Single nucleotide variants (SNVs) are the most common type of genetic variation among humans. High-throughput sequencing methods have recently characterized millions of SNVs in several thousand individuals from various populations, most of which are benign polymorphisms. Identifying rare disease-causing SNVs remains challenging, and often requires functional in vitro studies. Prioritizing the most likely pathogenic SNVs is of utmost importance, and several computational methods have been developed for this purpose. However, these methods are based on different assumptions, and often produce discordant results. The aim of the present study was to evaluate the performance of 11 widely used pathogenicity prediction tools, which are freely available for identifying known pathogenic SNVs: Fathmn, Mutation Assessor, Protein Analysis Through Evolutionary Relationships (Phanter), Sorting Intolerant From Tolerant (SIFT), Mutation Taster, Polymorphism Phenotyping v2 (Polyphen-2), Align Grantham Variation Grantham Deviation (Align-GVGD), CAAD, Provean, SNPs&GO, and MutPred.
We analyzed 40 functionally proven pathogenic SNVs in four different genes associated with differences in sex development (DSD): 17β-hydroxysteroid dehydrogenase 3 (HSD17B3), steroidogenic factor 1 (NR5A1), androgen receptor (AR), and luteinizing hormone/chorionic gonadotropin receptor (LHCGR). To evaluate the false discovery rate of each tool, we analyzed 36 frequent (MAF>0.01) benign SNVs found in the same four DSD genes. The quality of the predictions was analyzed using six parameters: accuracy, precision, negative predictive value (NPV), sensitivity, specificity, and Matthews correlation coefficient (MCC). Overall performance was assessed using a receiver operating characteristic (ROC) curve.

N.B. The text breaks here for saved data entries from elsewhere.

//! Trailing-edge debounce for authoritative refreshes.
//!
//! Feed bursts arrive far faster than a full reconciliation should run.
//! [`DebounceCoalescer`] bounds the rate: a trigger landing outside the
//! coalescing window runs the action immediately; triggers inside the
//! window collapse into exactly one deferred run scheduled for
//! `last_run + window`. For any finite burst the action runs exactly once,
//! no earlier than the first trigger and no later than the last trigger
//! plus one window.
//!
//! # Thread model
//!
//! One dedicated worker thread sleeps on a [`Condvar`] until a deadline is
//! pending, then waits out the deadline with [`Condvar::wait_timeout`].
//! Immediate runs execute on the triggering thread itself. `shutdown()`
//! cancels any pending run and joins the worker, so the action can never
//! fire against disposed state.

use std::sync::atomic::{AtomicU64, Ordering};
use std::sync::{Arc, Condvar, Mutex};
use std::thread::{self, JoinHandle};
use std::time::{Duration, Instant};

/// Counters describing how triggers were absorbed.
#[derive(Debug, Default)]
pub struct CoalesceMetrics {
    /// Triggers that ran the action immediately (window was open).
    pub immediate_runs: AtomicU64,
    /// Triggers that scheduled or re-armed a deferred run.
    pub deferred_triggers: AtomicU64,
    /// Deferred runs actually executed by the worker.
    pub deferred_runs: AtomicU64,
}

impl CoalesceMetrics {
    /// Total action executions so far.
    #[must_use]
    pub fn total_runs(&self) -> u64 {
        self.immediate_runs.load(Ordering::Relaxed) + self.deferred_runs.load(Ordering::Relaxed)
    }
}

#[derive(Debug)]
struct CoalesceState {
    last_run: Option<Instant>,
    deadline: Option<Instant>,
    shutdown: bool,
}

struct Inner {
    state: Mutex<CoalesceState>,
    wake: Condvar,
    action: Box<dyn Fn() + Send + Sync>,
    metrics: CoalesceMetrics,
}

/// Rate-limiter guaranteeing one action run per burst of triggers.
pub struct DebounceCoalescer {
    inner: Arc<Inner>,
    window: Duration,
    worker: Mutex<Option<JoinHandle<()>>>,
}

impl std::fmt::Debug for DebounceCoalescer {
    fn fmt(&self, f: &mut std::fmt::Formatter<'_>) -> std::fmt::Result {
        f.debug_struct("DebounceCoalescer")
            .field("window", &self.window)
            .finish_non_exhaustive()
    }
}

impl DebounceCoalescer {
    /// Create a coalescer running `action` with the given window.
    #[must_use]
    pub fn new(window: Duration, action: impl Fn() + Send + Sync + 'static) -> Self {
        let inner = Arc::new(Inner {
            state: Mutex::new(CoalesceState {
                last_run: None,
                deadline: None,
                shutdown: false,
            }),
            wake: Condvar::new(),
            action: Box::new(action),
            metrics: CoalesceMetrics::default(),
        });

        let worker_inner = Arc::clone(&inner);
        let worker = thread::Builder::new()
            .name("muster-coalesce".to_string())
            .spawn(move || worker_loop(&worker_inner))
            .ok();
        if worker.is_none() {
            tracing::error!("failed to spawn coalescer worker thread");
        }

        Self {
            inner,
            window,
            worker: Mutex::new(worker),
        }
    }

    /// Register a trigger at "now".
    ///
    /// Runs the action on the calling thread when the window has elapsed
    /// since the last run; otherwise (re-)arms the trailing-edge deadline.
    pub fn trigger(&self) {
        let run_now = {
            let mut state = self.inner.state.lock().expect("coalesce lock poisoned");
            if state.shutdown {
                return;
            }

            let now = Instant::now();
            let window_open = state
                .last_run
                .is_none_or(|last| now.duration_since(last) > self.window);

            if window_open {
                state.last_run = Some(now);
                // An immediate run supersedes any pending deferred one.
                state.deadline = None;
                true
            } else {
                let base = state.last_run.unwrap_or(now);
                state.deadline = Some(base + self.window);
                false
            }
        };

        if run_now {
            self.inner.metrics.immediate_runs.fetch_add(1, Ordering::Relaxed);
            (self.inner.action)();
        } else {
            self.inner
                .metrics
                .deferred_triggers
                .fetch_add(1, Ordering::Relaxed);
            self.inner.wake.notify_all();
        }
    }

    /// Telemetry counters.
    #[must_use]
    pub fn metrics(&self) -> &CoalesceMetrics {
        &self.inner.metrics
    }

    /// Whether a deferred run is currently armed.
    #[must_use]
    pub fn has_pending(&self) -> bool {
        self.inner
            .state
            .lock()
            .map(|state| state.deadline.is_some())
            .unwrap_or(false)
    }

    /// Cancel any pending run and stop the worker thread.
    ///
    /// Idempotent; triggers arriving afterwards are ignored.
    pub fn shutdown(&self) {
        {
            let mut state = self.inner.state.lock().expect("coalesce lock poisoned");
            state.shutdown = true;
            state.deadline = None;
        }
        self.inner.wake.notify_all();

        let handle = self.worker.lock().ok().and_then(|mut slot| slot.take());
        if let Some(handle) = handle {
            if handle.join().is_err() {
                tracing::error!("coalescer worker thread panicked");
            }
        }
    }
}

impl Drop for DebounceCoalescer {
    fn drop(&mut self) {
        self.shutdown();
    }
}

fn worker_loop(inner: &Arc<Inner>) {
    let mut state = inner.state.lock().expect("coalesce lock poisoned");

    loop {
        if state.shutdown {
            return;
        }

        match state.deadline {
            None => {
                state = inner
                    .wake
                    .wait(state)
                    .expect("coalesce lock poisoned");
            }
            Some(deadline) => {
                let now = Instant::now();
                if now >= deadline {
                    state.deadline = None;
                    state.last_run = Some(now);
                    drop(state);

                    inner.metrics.deferred_runs.fetch_add(1, Ordering::Relaxed);
                    (inner.action)();

                    state = inner.state.lock().expect("coalesce lock poisoned");
                } else {
                    let (next, _timed_out) = inner
                        .wake
                        .wait_timeout(state, deadline - now)
                        .expect("coalesce lock poisoned");
                    state = next;
                }
            }
        }
    }
}

#[cfg(test)]
mod tests {
    use super::*;
    use std::sync::atomic::AtomicUsize;

    const WINDOW: Duration = Duration::from_millis(60);

    fn counting_coalescer() -> (Arc<AtomicUsize>, DebounceCoalescer) {
        let runs = Arc::new(AtomicUsize::new(0));
        let action_runs = Arc::clone(&runs);
        let coalescer = DebounceCoalescer::new(WINDOW, move || {
            action_runs.fetch_add(1, Ordering::SeqCst);
        });
        (runs, coalescer)
    }

    fn wait_for_runs(runs: &AtomicUsize, expected: usize, timeout: Duration) -> bool {
        let deadline = Instant::now() + timeout;
        while Instant::now() < deadline {
            if runs.load(Ordering::SeqCst) >= expected {
                return true;
            }
            thread::sleep(Duration::from_millis(2));
        }
        runs.load(Ordering::SeqCst) >= expected
    }

    #[test]
    fn first_trigger_runs_immediately() {
        let (runs, coalescer) = counting_coalescer();
        coalescer.trigger();
        assert_eq!(runs.load(Ordering::SeqCst), 1);
        assert!(!coalescer.has_pending());
    }

    #[test]
    fn burst_collapses_to_exactly_one_deferred_run() {
        let (runs, coalescer) = counting_coalescer();

        let started = Instant::now();
        coalescer.trigger(); // immediate
        for _ in 0..25 {
            coalescer.trigger(); // all inside the window
        }
        assert_eq!(runs.load(Ordering::SeqCst), 1);
        assert!(coalescer.has_pending());

        assert!(
            wait_for_runs(&runs, 2, Duration::from_secs(2)),
            "deferred run never fired"
        );
        // Deferred run lands at last_run + window, not later than the last
        // trigger plus one window.
        assert!(started.elapsed() >= WINDOW);

        // Let a settle period confirm no extra runs trickle out.
        thread::sleep(WINDOW + Duration::from_millis(30));
        assert_eq!(runs.load(Ordering::SeqCst), 2);
        assert_eq!(coalescer.metrics().total_runs(), 2);
        assert_eq!(coalescer.metrics().deferred_runs.load(Ordering::SeqCst), 1);
    }

    #[test]
    fn trigger_after_quiet_window_runs_immediately_again() {
        let (runs, coalescer) = counting_coalescer();

        coalescer.trigger();
        thread::sleep(WINDOW + Duration::from_millis(20));
        coalescer.trigger();

        assert_eq!(runs.load(Ordering::SeqCst), 2);
        assert_eq!(
            coalescer.metrics().immediate_runs.load(Ordering::SeqCst),
            2
        );
    }

    #[test]
    fn shutdown_cancels_pending_run() {
        let (runs, coalescer) = counting_coalescer();

        coalescer.trigger(); // immediate
        coalescer.trigger(); // arms a deferred run
        assert!(coalescer.has_pending());

        coalescer.shutdown();
        thread::sleep(WINDOW + Duration::from_millis(30));
        assert_eq!(runs.load(Ordering::SeqCst), 1, "pending run must not fire");
    }

    #[test]
    fn triggers_after_shutdown_are_ignored() {
        let (runs, coalescer) = counting_coalescer();
        coalescer.shutdown();
        coalescer.trigger();
        assert_eq!(runs.load(Ordering::SeqCst), 0);
    }

    #[test]
    fn shutdown_is_idempotent() {
        let (_runs, coalescer) = counting_coalescer();
        coalescer.shutdown();
        coalescer.shutdown();
    }
}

Our study found that none of the tools were 100% precise in identifying pathogenic SNVs. The highest specificity, precision, and accuracy were observed for Mutation Assessor, MutPred, SNP, and GO. They also presented the best statistical results based on the ROC curve statistical analysis. Of the 11 tools evaluated, 6 (Mutation Assessor, Phanter, SIFT, Mutation Taster, Polyphen-2, and CAAD) exhibited sensitivity >0.90, but they exhibited lower specificity (0.42-0.67). Performance, based on MCC, ranged from poor (Fathmn=0.04) to reasonably good (MutPred=0.66).
Computational algorithms are important tools for SNV analysis, but their correlation with functional studies not consistent. In the present analysis, the best performing tools (based on accuracy, precision, and specificity) were Mutation Assessor, MutPred, and SNPs&GO, which presented the best concordance with functional studies.

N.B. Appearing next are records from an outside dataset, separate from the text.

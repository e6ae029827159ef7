//! Best-effort durable cache for the last-known incident list.
//!
//! The cache is a fallback, never an authority: every operation is
//! infallible at the trait boundary, and implementations log failures and
//! degrade to a miss or a no-op. Keys are namespaced per team so switching
//! teams cannot leak another team's list.

mod memory;
mod sqlite;

pub use memory::MemoryCacheStore;
pub use sqlite::SqliteCacheStore;

use crate::model::Incident;

/// Async-agnostic key/value persistence used by the engine.
///
/// Implementations must never panic or surface I/O errors to the caller;
/// a failed read is a miss, a failed write is a logged no-op.
pub trait CacheStore: Send + Sync {
    /// Fetch the raw value for `key`, or `None` on miss or failure.
    fn get(&self, key: &str) -> Option<String>;

    /// Persist `value` under `key`, best effort.
    fn set(&self, key: &str, value: &str);
}

/// Cache key for a team's assigned-incident list.
#[must_use]
pub fn list_key(team_id: &str) -> String {
    format!("assigned-incidents-{team_id}")
}

/// Cache key for a team's last-refreshed stamp.
#[must_use]
pub fn stamp_key(team_id: &str) -> String {
    format!("assigned-incidents-{team_id}-refreshed-at")
}

/// Load and decode the cached list for a team.
///
/// Decode failures are treated as misses: the cache holds whatever an
/// older build wrote, and a stale schema must never break a refresh.
#[must_use]
pub fn load_cached_list(store: &dyn CacheStore, team_id: &str) -> Option<Vec<Incident>> {
    let raw = store.get(&list_key(team_id))?;
    match serde_json::from_str(&raw) {
        Ok(list) => Some(list),
        Err(e) => {
            tracing::warn!(team_id, error = %e, "cached incident list failed to decode; ignoring");
            None
        }
    }
}

/// Encode and persist the list for a team, best effort.
pub fn store_cached_list(store: &dyn CacheStore, team_id: &str, incidents: &[Incident]) {
    match serde_json::to_string(incidents) {
        Ok(encoded) => store.set(&list_key(team_id), &encoded),
        Err(e) => {
            tracing::warn!(team_id, error = %e, "failed to encode incident list for cache");
        }
    }
}

/// Record the wall-clock time of the last successful authoritative refresh.
pub fn stamp_refresh(store: &dyn CacheStore, team_id: &str, refreshed_at_ms: i64) {
    store.set(&stamp_key(team_id), &refreshed_at_ms.to_string());
}

/// Read back the last-refreshed stamp, if one was recorded.
#[must_use]
pub fn last_refresh_stamp(store: &dyn CacheStore, team_id: &str) -> Option<i64> {
    store.get(&stamp_key(team_id))?.parse().ok()
}

#[cfg(test)]
mod tests {
    use super::*;
    use crate::model::Incident;

    #[test]
    fn keys_are_namespaced_per_team() {
        assert_eq!(list_key("7"), "assigned-incidents-7");
        assert_eq!(list_key("12"), "assigned-incidents-12");
        assert_ne!(list_key("7"), list_key("12"));
        assert_ne!(list_key("7"), stamp_key("7"));
    }

    #[test]
    fn list_roundtrip_through_store() {
        let store = MemoryCacheStore::new();
        let incidents = vec![Incident {
            id: "inc-1".to_string(),
            ..Incident::default()
        }];

        store_cached_list(&store, "7", &incidents);
        let loaded = load_cached_list(&store, "7").expect("cached list");
        assert_eq!(loaded, incidents);

        // A different team's namespace stays empty.
        assert!(load_cached_list(&store, "8").is_none());
    }

    #[test]
    fn corrupt_cache_entry_is_a_miss() {
        let store = MemoryCacheStore::new();
        store.set(&list_key("7"), "{not json");
        assert!(load_cached_list(&store, "7").is_none());
    }

    #[test]
    fn refresh_stamp_roundtrips() {
        let store = MemoryCacheStore::new();
        assert!(last_refresh_stamp(&store, "7").is_none());

        stamp_refresh(&store, "7", 1_709_280_000_000);
        assert_eq!(last_refresh_stamp(&store, "7"), Some(1_709_280_000_000));
    }
}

单核苷酸变异(SNV)是人类中最常见的遗传变异类型。最近,高通量测序方法已经在来自不同人群的数千个人中描述了数百万个 SNV,其中大多数是良性多态性。识别罕见的致病 SNV 仍然具有挑战性,通常需要进行功能体外研究。优先考虑最可能的致病性 SNV 至关重要,为此已经开发了几种计算方法。然而,这些方法基于不同的假设,并且经常产生不一致的结果。本研究的目的是评估 11 种广泛使用的致病性预测工具的性能,这些工具可免费用于识别已知致病性 SNV:Fathmn、Mutation Assessor、Protein Analysis Through Evolutionary Relationships(Phanter)、Sorting Intolerant From Tolerant(SIFT)、Mutation Taster、Polymorphism Phenotyping v2(Polyphen-2)、Align Grantham Variation Grantham Deviation(Align-GVGD)、CAAD、Provean、SNPs&GO 和 MutPred。
我们分析了四个与性别发育差异(DSD)相关的不同基因中 40 个功能上已证实的致病性 SNV:17β-羟类固醇脱氢酶 3(HSD17B3)、类固醇生成因子 1(NR5A1)、雄激素受体(AR)和促黄体激素/绒毛膜促性腺激素受体(LHCGR)。为了评估每个工具的假发现率,我们分析了在相同的四个 DSD 基因中发现的 36 个常见(MAF>0.01)良性 SNV。使用六个参数分析预测的质量:准确性、精度、阴性预测值(NPV)、灵敏度、特异性和马修斯相关系数(MCC)。使用接收器工作特征(ROC)曲线评估整体性能。
我们的研究发现,没有一种工具可以 100%准确地识别致病性 SNV。Mutation Assessor、MutPred、SNP 和 GO 具有最高的特异性、精度和准确性。它们还基于 ROC 曲线统计分析提供了最佳的统计结果。在评估的 11 种工具中,有 6 种(Mutation Assessor、Phanter、SIFT、Mutation Taster、Polyphen-2 和 CAAD)的灵敏度>0.90,但特异性较低(0.42-0.67)。基于 MCC 的性能范围从较差(Fathmn=0.04)到相当好(MutPred=0.66)。
计算算法是 SNV 分析的重要工具,但它们与功能研究的相关性不一致。在本分析中,表现最好的工具(基于准确性、精度和特异性)是 Mutation Assessor、MutPred 和 SNPs&GO,它们与功能研究的一致性最好。